D’environ 130-140 pages, Garçon Magazine est un bimestriel (parution tous les deux mois). Il est vendu 4,90 euros. Il est également disponible en version numérique sur le site du magazine (3,90 euros). Le mythique magazine Gai Pied avait été réimprimé et offert avec le premier numéro. L’équipe du magazine est composé d’une vingtaine de personnes notamment issues du magazine gratuit QWeek diffusé sur Paris, le grand frère de Garçon Magazine.
Site internet de Garçon Magazine
Page Facebook de Garçon Magazine
PRESSE LGBT EN FRANCE
En Kiosque
En dehors des magazines pour adulte ou photo-people (comme MMensuel et Friendly), Garçon Magazine est actuellement le seul magazine d’actualité gay grand-public en vente dans les kiosques. Les repreneurs de la marque Têtu réfléchissent encore à la possibilité de ressortir prochainement un magazine en kiosque.

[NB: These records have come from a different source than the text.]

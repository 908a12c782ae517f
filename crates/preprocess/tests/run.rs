//! End-to-end tests: raw NetCDF files through the parallel runner into the
//! cache.

use std::path::{Path, PathBuf};

use approx::assert_relative_eq;
use fmprep_array::{AttrValue, CoordinateMapper};
use fmprep_cache::{CacheStore, UnitKey};
use fmprep_calendar::TimePeriod;
use fmprep_preprocess::{UnitProcessor, UnitTask, run_units};
use fmprep_regrid::GridConfig;
use fmprep_stats::StatName;
use tempfile::tempdir;

const SENTINEL: f64 = -9999.0;

/// One day of hourly `T2M = 280 + hour` and `PRECTOT = 1` on a 2x2 grid.
/// Hour 3 of cell (lat 0, lon 1) holds the sentinel.
fn write_day(dir: &Path, day: usize) -> PathBuf {
    let path = dir.join(format!("MERRA2_400.tavg1_2d_slv_Nx.200001{:02}.nc4", day + 1));
    let mut file = netcdf::create(&path).expect("create");
    file.add_attribute("Title", "MERRA-2 tavg1_2d_slv_Nx").expect("title");
    file.add_dimension("time", 24).expect("dim time");
    file.add_dimension("lat", 2).expect("dim lat");
    file.add_dimension("lon", 2).expect("dim lon");
    {
        let mut var = file.add_variable::<f64>("time", &["time"]).expect("time");
        var.put_attribute("units", "minutes since 2000-01-01 00:00:00").expect("units");
        let minutes: Vec<f64> = (0..24).map(|h| (day * 1440 + h * 60) as f64).collect();
        var.put_values(&minutes, ..).expect("put time");
    }
    {
        let mut var = file.add_variable::<f64>("lat", &["lat"]).expect("lat");
        var.put_values(&[10.0, 10.5], ..).expect("put lat");
    }
    {
        let mut var = file.add_variable::<f64>("lon", &["lon"]).expect("lon");
        var.put_values(&[20.0, 20.625], ..).expect("put lon");
    }
    {
        let mut var = file.add_variable::<f64>("T2M", &["time", "lat", "lon"]).expect("T2M");
        var.put_attribute("units", "K").expect("units");
        var.put_attribute("missing_value", SENTINEL).expect("missing");
        let mut values = Vec::with_capacity(96);
        for h in 0..24 {
            for _ in 0..4 {
                values.push(280.0 + h as f64);
            }
        }
        values[3 * 4 + 1] = SENTINEL;
        var.put_values(&values, ..).expect("put T2M");
    }
    {
        let mut var = file.add_variable::<f64>("PRECTOT", &["time", "lat", "lon"]).expect("PRECTOT");
        var.put_values(&[1.0; 96], ..).expect("put PRECTOT");
    }
    path
}

fn write_constants(dir: &Path) -> PathBuf {
    let path = dir.join("MERRA2_101.const_2d_asm_Nx.00000000.nc4");
    let mut file = netcdf::create(&path).expect("create");
    file.add_dimension("time", 1).expect("dim time");
    file.add_dimension("lat", 2).expect("dim lat");
    file.add_dimension("lon", 2).expect("dim lon");
    {
        let mut var = file.add_variable::<f64>("time", &["time"]).expect("time");
        var.put_attribute("units", "minutes since 2000-01-01 00:00:00").expect("units");
        var.put_values(&[0.0], ..).expect("put time");
    }
    {
        let mut var = file.add_variable::<f64>("lat", &["lat"]).expect("lat");
        var.put_values(&[10.0, 10.5], ..).expect("put lat");
    }
    {
        let mut var = file.add_variable::<f64>("lon", &["lon"]).expect("lon");
        var.put_values(&[20.0, 20.625], ..).expect("put lon");
    }
    {
        let mut var = file.add_variable::<f64>("PHIS", &["time", "lat", "lon"]).expect("PHIS");
        var.put_values(&[100.0, 200.0, 300.0, 400.0], ..).expect("put PHIS");
    }
    path
}

fn grid() -> GridConfig {
    GridConfig::new()
        .with_tstep_seconds(6 * 3600)
        .with_extensive(["PRECTOT"])
        .with_dims(CoordinateMapper::from_pairs([("time", "t"), ("lat", "y"), ("lon", "x")]))
}

fn january() -> TimePeriod {
    TimePeriod::month(2000, 1).unwrap()
}

fn tasks(raw: &Path) -> Vec<UnitTask> {
    vec![
        UnitTask::new(
            UnitKey::new(january()).with_collection("slv"),
            vec![write_day(raw, 1), write_day(raw, 0)],
            ["T2M", "PRECTOT", "U10M"],
        ),
        UnitTask::new(
            UnitKey::new(january()).with_collection("const"),
            vec![write_constants(raw)],
            ["PHIS"],
        )
        .with_constant(true),
        UnitTask::new(
            UnitKey::new(january()).with_collection("broken"),
            vec![raw.join("does_not_exist.nc4")],
            ["T2M"],
        ),
    ]
}

#[test]
fn units_are_cached_and_failures_isolated() {
    let raw = tempdir().unwrap();
    let cache = tempdir().unwrap();
    let store = CacheStore::new(cache.path());
    let processor = UnitProcessor::new(store.clone(), "v1", grid()).unwrap();

    let output = run_units(&processor, &tasks(raw.path()), 2).unwrap();
    assert_eq!(output.summary.processed, 2);
    assert_eq!(output.summary.failed.len(), 1);
    assert_eq!(
        output.summary.failed[0].key,
        UnitKey::new(january()).with_collection("broken")
    );

    let slv = store
        .read_unit("v1", &UnitKey::new(january()).with_collection("slv"))
        .unwrap();
    assert!(!slv.contains("U10M"));
    assert_eq!(slv.attrs().get("collection"), Some(&AttrValue::from("slv")));
    assert_eq!(slv.attrs().get("month"), Some(&AttrValue::Num(1.0)));

    let t2m = slv.get("T2M").unwrap();
    assert_eq!(t2m.dims(), &["t", "y", "x"]);
    // two days of 6-hourly buckets, files merged in date order
    assert_eq!(t2m.len_of("t"), Some(8));
    assert_relative_eq!(t2m.coord_values("t").unwrap()[4], 946_684_800.0 + 86_400.0);
    assert_relative_eq!(t2m.data()[[1, 0, 0]], 280.0 + 8.5);
    // the sentinel is masked before averaging: hours 0, 1, 2, 4, 5
    assert_relative_eq!(t2m.data()[[0, 0, 1]], 280.0 + 2.4, epsilon = 1e-9);
    assert!(t2m.attr("missing_value").is_none());
    assert_eq!(t2m.attr("qtype"), Some(&AttrValue::from("intensive")));

    let prectot = slv.get("PRECTOT").unwrap();
    assert_relative_eq!(prectot.data()[[2, 1, 1]], 6.0);
    assert_eq!(prectot.attr("qtype"), Some(&AttrValue::from("extensive")));

    let constants = store
        .read_unit("v1", &UnitKey::new(january()).with_collection("const"))
        .unwrap();
    assert_eq!(constants.get("PHIS").unwrap().dims(), &["y", "x"]);
}

#[test]
fn resumed_run_skips_and_reproduces_statistics() {
    let raw = tempdir().unwrap();
    let cache = tempdir().unwrap();
    let store = CacheStore::new(cache.path());
    let processor = UnitProcessor::new(store.clone(), "v1", grid()).unwrap();
    let tasks = tasks(raw.path());

    let first = run_units(&processor, &tasks, 2).unwrap();
    let second = run_units(&processor, &tasks, 2).unwrap();
    assert_eq!(second.summary.processed, 0);
    assert_eq!(second.summary.skipped, 2);

    for stat in StatName::ALL {
        let a = first.stats.accumulate(stat).unwrap();
        let b = second.stats.accumulate(stat).unwrap();
        assert_eq!(a.names(), b.names());
        for array in a.iter() {
            let other = b.get(array.name()).unwrap();
            for (x, y) in array.data().iter().zip(other.data().iter()) {
                assert_relative_eq!(*x, *y, epsilon = 1e-9);
            }
        }
    }

    store.write_stats("v1", &second.stats).unwrap();
    let mean = store.read_stats("v1", StatName::Mean).unwrap();
    assert_relative_eq!(
        mean.get("PHIS").unwrap().data().iter().next().copied().unwrap(),
        250.0
    );
}
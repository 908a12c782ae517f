//! NaN-skipping moment helpers over `f64` slices.

/// Arithmetic mean of the non-NaN values. Returns NaN if there are none.
pub fn nan_mean(data: &[f64]) -> f64 {
    let (sum, n) = data
        .iter()
        .filter(|v| !v.is_nan())
        .fold((0.0, 0usize), |(s, n), &v| (s + v, n + 1));
    if n == 0 { f64::NAN } else { sum / n as f64 }
}

/// Sum of the non-NaN values. Returns 0.0 if there are none.
pub fn nan_sum(data: &[f64]) -> f64 {
    data.iter().filter(|v| !v.is_nan()).sum()
}

/// Population variance (N denominator) of the non-NaN values.
/// Returns NaN if there are none.
pub fn nan_var(data: &[f64]) -> f64 {
    let mean = nan_mean(data);
    if mean.is_nan() {
        return f64::NAN;
    }
    let (ss, n) = data
        .iter()
        .filter(|v| !v.is_nan())
        .fold((0.0, 0usize), |(s, n), &v| (s + (v - mean) * (v - mean), n + 1));
    ss / n as f64
}

/// Population standard deviation (N denominator) of the non-NaN values.
/// Returns NaN if there are none.
pub fn nan_std(data: &[f64]) -> f64 {
    nan_var(data).sqrt()
}

/// Weighted mean `Σ(w·v) / Σw`. Returns NaN if the weights sum to zero.
pub fn weighted_mean(values: &[f64], weights: &[f64]) -> f64 {
    let total: f64 = weights.iter().sum();
    if total == 0.0 {
        return f64::NAN;
    }
    values.iter().zip(weights).map(|(v, w)| v * w).sum::<f64>() / total
}

/// Weighted quadratic mean `√(Σ(w·v²) / Σw)`, used to pool standard
/// deviations. Returns NaN if the weights sum to zero.
pub fn weighted_rms(values: &[f64], weights: &[f64]) -> f64 {
    let squared: Vec<f64> = values.iter().map(|v| v * v).collect();
    weighted_mean(&squared, weights).sqrt()
}

#[cfg(test)]
mod tests {
    use super::*;
    use approx::assert_relative_eq;

    #[test]
    fn test_nan_mean() {
        let data = [2.0, 4.0, f64::NAN, 4.0, 4.0, 5.0, 5.0, 7.0, 9.0];
        assert_relative_eq!(nan_mean(&data), 5.0, epsilon = 1e-12);
    }

    #[test]
    fn test_nan_mean_all_nan() {
        assert!(nan_mean(&[f64::NAN, f64::NAN]).is_nan());
        assert!(nan_mean(&[]).is_nan());
    }

    #[test]
    fn test_nan_sum() {
        assert_relative_eq!(nan_sum(&[1.0, f64::NAN, 2.5]), 3.5);
        assert_eq!(nan_sum(&[f64::NAN]), 0.0);
    }

    #[test]
    fn test_nan_std_population() {
        let data = [2.0, 4.0, 4.0, 4.0, 5.0, 5.0, 7.0, 9.0, f64::NAN];
        // population sd of the classic example is exactly 2
        assert_relative_eq!(nan_std(&data), 2.0, epsilon = 1e-12);
    }

    #[test]
    fn test_nan_var_single() {
        assert_eq!(nan_var(&[5.0]), 0.0);
    }

    #[test]
    fn test_weighted_mean() {
        assert_relative_eq!(weighted_mean(&[1.0, 4.0], &[3.0, 1.0]), 1.75);
        assert!(weighted_mean(&[1.0], &[0.0]).is_nan());
    }

    #[test]
    fn test_weighted_rms() {
        // sqrt((3*1 + 1*16) / 4)
        assert_relative_eq!(weighted_rms(&[1.0, 4.0], &[3.0, 1.0]), (19.0f64 / 4.0).sqrt());
    }
}
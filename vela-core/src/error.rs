use thiserror::Error;

/// The main result type for vela-core operations.
pub type VelaResult<T> = Result<T, VelaError>;

/// Enum representing possible errors within the vela-core library.
#[derive(Error, Debug, Clone, PartialEq)]
pub enum VelaError {
    /// A required argument was absent, or a construction element was not numeric.
    #[error("Invalid input: {0}")]
    InvalidInput(String),

    /// An index was absent, negative, NaN or fractional.
    #[error("Invalid index: {0}")]
    InvalidIndex(String),

    #[error("Vector dimension mismatch: expected {expected}, got {actual}")]
    DimensionMismatch { expected: usize, actual: usize },

    #[error("Division by zero: divisor component {index} is zero")]
    DivisionByZero { index: usize },

    #[error("Vector is empty, cannot compute length")]
    EmptyVector,

    /// No concrete vector backend is available to the factory.
    #[error("Not implemented: {0}")]
    NotImplemented(String),

    #[error("Configuration error: {0}")]
    Configuration(String),
}

impl From<serde_json::Error> for VelaError {
    fn from(err: serde_json::Error) -> Self {
        VelaError::Configuration(format!("JSON error: {}", err))
    }
}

Côté fille, il existe également un magazine lesbien : Well Well Well, il paraît deux fois par an.
En parallèle, dans de nombreuses régions française, des magazines sur la culture et l’info locale sont souvent mis à disposition gratuitement dans les établissements gay : Wag (grand ouest), LOM (sud-est), Hétéroclite (Lyon-RhôneAlpes), ou Qweek et Marcel (Paris)…
En ligne
Aux côtés de la presse papier, la presse LGBT est maintenant assez présente sur le web. Outre Yagg, Tetu (uniquement web), e-llico, il faut noter la présence de Jeanne Magazine, un magazine lesbien uniquement en vente au format numérique.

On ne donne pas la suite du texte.